Connections with our initial experiments
In entries #003 through #005, we first explored the realm of experiences S, which the German philosopher Husserl opened up in a systematic way through his choice of epoché. We then went beyond S, so see what remains when we drop the duality of subject/object polarization, following hints provided by the Japanese philosopher Nishida. In doing so, we caught our first glimpse of a nondual reality, as a realm of sheer appearance. Like O, it was postulated to enclose the realm of pure experience S, and like O, it went beyond subjectivity, but unlike O, it *also* went beyond objectivity. To make any sense of this will require a detailed analysis, which will take much of the current Part 3.

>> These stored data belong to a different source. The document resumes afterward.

//! Buttons.

use super::{Attrs, ButtonSize, Component, FabPosition, Gradient, IconPosition, Variant};
use crate::defaults::DefaultsRegistry;
use crate::ui::markup::{Node, el};

fn size_class(size: Option<ButtonSize>) -> String {
    size.map(|s| format!("btn-{s}")).unwrap_or_default()
}

/// A button with a gradient background.
///
/// # Example
///
/// ```rust
/// use community_ui::defaults::DefaultsRegistry;
/// use community_ui::ui::components::{ButtonSize, Component, Gradient, GradientButton};
///
/// let html = GradientButton::new("Get Started")
///     .gradient(Gradient::Blue)
///     .size(ButtonSize::Lg)
///     .render(&DefaultsRegistry::new())
///     .render();
/// assert!(html.contains("btn-lg"));
/// assert!(html.contains("#4facfe"));
/// ```
#[derive(Debug, Clone)]
pub struct GradientButton {
    text: String,
    gradient: Option<Gradient>,
    size: Option<ButtonSize>,
    attrs: Attrs,
}

impl GradientButton {
    /// Button labelled `text`.
    pub fn new(text: impl Into<String>) -> Self {
        Self {
            text: text.into(),
            gradient: None,
            size: None,
            attrs: Attrs::default(),
        }
    }

    /// Preset or custom gradient (default purple).
    #[must_use]
    pub fn gradient(mut self, gradient: impl Into<Gradient>) -> Self {
        self.gradient = Some(gradient.into());
        self
    }

    /// Button size.
    #[must_use]
    pub fn size(mut self, size: ButtonSize) -> Self {
        self.size = Some(size);
        self
    }
}

impl Component for GradientButton {
    const NAME: &'static str = "GradientButton";

    fn render(self, defaults: &DefaultsRegistry) -> Node {
        let cfg = defaults.resolver(Self::NAME);
        let gradient = cfg.resolve("gradient", self.gradient, Gradient::Purple);
        let size = size_class(cfg.resolve("size", self.size.map(Some), None));

        self.attrs
            .wrap(
                el("button").attr("type", "button").child(self.text),
                &["fs-comm-gradient-button", "btn", size.as_str()],
                &format!("background: {}; border: none; color: white;", gradient.css()),
            )
            .into()
    }
}

/// A button with an icon beside (or instead of) its label.
#[derive(Debug, Clone)]
pub struct IconButton {
    icon: String,
    text: Option<String>,
    variant: Option<Variant>,
    size: Option<ButtonSize>,
    icon_position: Option<IconPosition>,
    attrs: Attrs,
}

impl IconButton {
    /// Icon-only button; `icon` is text or an emoji.
    pub fn new(icon: impl Into<String>) -> Self {
        Self {
            icon: icon.into(),
            text: None,
            variant: None,
            size: None,
            icon_position: None,
            attrs: Attrs::default(),
        }
    }

    /// Label text.
    #[must_use]
    pub fn text(mut self, text: impl Into<String>) -> Self {
        self.text = Some(text.into());
        self
    }

    /// Button colour.
    #[must_use]
    pub fn variant(mut self, variant: Variant) -> Self {
        self.variant = Some(variant);
        self
    }

    /// Button size.
    #[must_use]
    pub fn size(mut self, size: ButtonSize) -> Self {
        self.size = Some(size);
        self
    }

    /// Icon side (default left).
    #[must_use]
    pub fn icon_position(mut self, position: IconPosition) -> Self {
        self.icon_position = Some(position);
        self
    }
}

impl Component for IconButton {
    const NAME: &'static str = "IconButton";

    fn render(self, defaults: &DefaultsRegistry) -> Node {
        let cfg = defaults.resolver(Self::NAME);
        let variant = cfg.resolve("variant", self.variant, Variant::Primary);
        let size = size_class(cfg.resolve("size", self.size.map(Some), None));
        let position = cfg.resolve("icon_position", self.icon_position, IconPosition::Left);
        let text = self.text.filter(|t| !t.is_empty());

        let spacing = match (&text, position) {
            (None, _) => "",
            (Some(_), IconPosition::Left) => "me-2",
            (Some(_), IconPosition::Right) => "ms-2",
        };
        let icon = el("span").class(spacing).child(self.icon);

        let button = el("button").attr("type", "button");
        let button = match (text, position) {
            (None, _) => button.child(icon),
            (Some(t), IconPosition::Left) => button.child(icon).child(t),
            (Some(t), IconPosition::Right) => button.child(t).child(icon),
        };
        let color = format!("btn btn-{variant}");

        self.attrs
            .wrap(
                button,
                &["fs-comm-icon-button", color.as_str(), size.as_str()],
                "",
            )
            .into()
    }
}

/// A round button fixed to a screen corner.
#[derive(Debug, Clone)]
pub struct FloatingActionButton {
    icon: String,
    variant: Option<Variant>,
    position: Option<FabPosition>,
    attrs: Attrs,
}

impl FloatingActionButton {
    /// Button showing `icon`.
    pub fn new(icon: impl Into<String>) -> Self {
        Self {
            icon: icon.into(),
            variant: None,
            position: None,
            attrs: Attrs::default(),
        }
    }

    /// Button colour.
    #[must_use]
    pub fn variant(mut self, variant: Variant) -> Self {
        self.variant = Some(variant);
        self
    }

    /// Screen corner (default bottom right).
    #[must_use]
    pub fn position(mut self, position: FabPosition) -> Self {
        self.position = Some(position);
        self
    }
}

impl Component for FloatingActionButton {
    const NAME: &'static str = "FloatingActionButton";

    fn render(self, defaults: &DefaultsRegistry) -> Node {
        let cfg = defaults.resolver(Self::NAME);
        let variant = cfg.resolve("variant", self.variant, Variant::Primary);
        // Unknown registry positions fall through to bottom-right.
        let position = cfg.resolve("position", self.position, FabPosition::BottomRight);
        let color = format!("btn btn-{variant}");

        self.attrs
            .wrap(
                el("button")
                    .attr("type", "button")
                    .child(el("span").class("fs-4").child(self.icon)),
                &["fs-comm-fab", color.as_str(), "rounded-circle"],
                &format!(
                    "position: fixed; {} width: 56px; height: 56px; \
                     box-shadow: 0 4px 8px rgba(0,0,0,0.3); z-index: 1000;",
                    position.offsets()
                ),
            )
            .into()
    }
}

caller_attrs!(GradientButton, IconButton, FloatingActionButton);

#[cfg(test)]
mod tests {
    use super::*;

    #[test]
    fn test_gradient_button_presets() {
        let node = GradientButton::new("Go").render(&DefaultsRegistry::new());
        let root = node.as_element().unwrap();
        assert_eq!(
            root.get_attr("class"),
            Some("fs-comm-gradient-button btn")
        );
        assert!(root.get_attr("style").unwrap().contains("#667eea"));
    }

    #[test]
    fn test_gradient_button_custom_from_registry() {
        let defaults = DefaultsRegistry::new();
        defaults.set("GradientButton", [("gradient", "linear-gradient(red, blue)")]);
        let node = GradientButton::new("Go").render(&defaults);
        assert_eq!(
            node.as_element().unwrap().get_attr("style"),
            Some("background: linear-gradient(red, blue); border: none; color: white;")
        );
    }

    #[test]
    fn test_icon_button_positions() {
        let defaults = DefaultsRegistry::new();
        let left = IconButton::new("🚀").text("Launch").render(&defaults);
        assert_eq!(left.render(), r#"<button type="button" class="fs-comm-icon-button btn btn-primary"><span class="me-2">🚀</span>Launch</button>"#);

        let right = IconButton::new("→")
            .text("Next")
            .icon_position(IconPosition::Right)
            .size(ButtonSize::Sm)
            .render(&defaults);
        let html = right.render();
        assert!(html.contains(r#"Next<span class="ms-2">→</span>"#));
        assert!(html.contains("btn-sm"));

        let only = IconButton::new("⚙").render(&defaults);
        assert!(only.render().contains("<span>⚙</span>"));
    }

    #[test]
    fn test_fab_position_and_fallback() {
        let defaults = DefaultsRegistry::new();
        let node = FloatingActionButton::new("+")
            .position(FabPosition::TopLeft)
            .render(&defaults);
        let style = node.as_element().unwrap().get_attr("style").unwrap();
        assert!(style.starts_with("position: fixed; top: 2rem; left: 2rem;"));
        assert!(style.contains("z-index: 1000;"));

        defaults.set("FloatingActionButton", [("position", "middle")]);
        let node = FloatingActionButton::new("+").render(&defaults);
        let style = node.as_element().unwrap().get_attr("style").unwrap();
        assert!(style.contains("bottom: 2rem; right: 2rem;"));
    }
}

At the end of entry #005, I decided to dedicate the following several entries to a semi-popular introduction of the way theories in physics have evolved during the four centuries of modern science. This would grow out to seven entries in total, more than I initially expected, in that way naturally forming Part 2. In each of those entries, I dedicated special sections to making explicit parallels between theory formation in the history of modern physics and possible theory formation in a new science of mind. My sole aim was to lay the foundations of theory formation for science as a whole, starting with many worked-out examples of natural science, as an inspiration for our still-to-be-worked-out examples of a science of mind.
While writing entries #006 through #012, several friends and colleagues asked me why I did not write more about the so interesting and more juicy experiments that I had just started to sketch. My answer was always: we didn't have yet enough of a sound basis on which to erect theoretical towers. By now we have established enough of a foundation to move forward with the experiments introduced around the ideas of Husserl and Nishida.
In the rest of the current Part 3 we will explore in far more detail what we could only begin to see in entries #003 through #005, namely two ways of "going beyond". First to go beyond matter, by seeing how all forms of matter are given in the mind. Second, to go beyond "my mind" as opposed to "external objects", to begin to explore a nondual realm of sheer appearance, in which both subjects and objects are forms of appearance, and as such deeply and fundamentally related.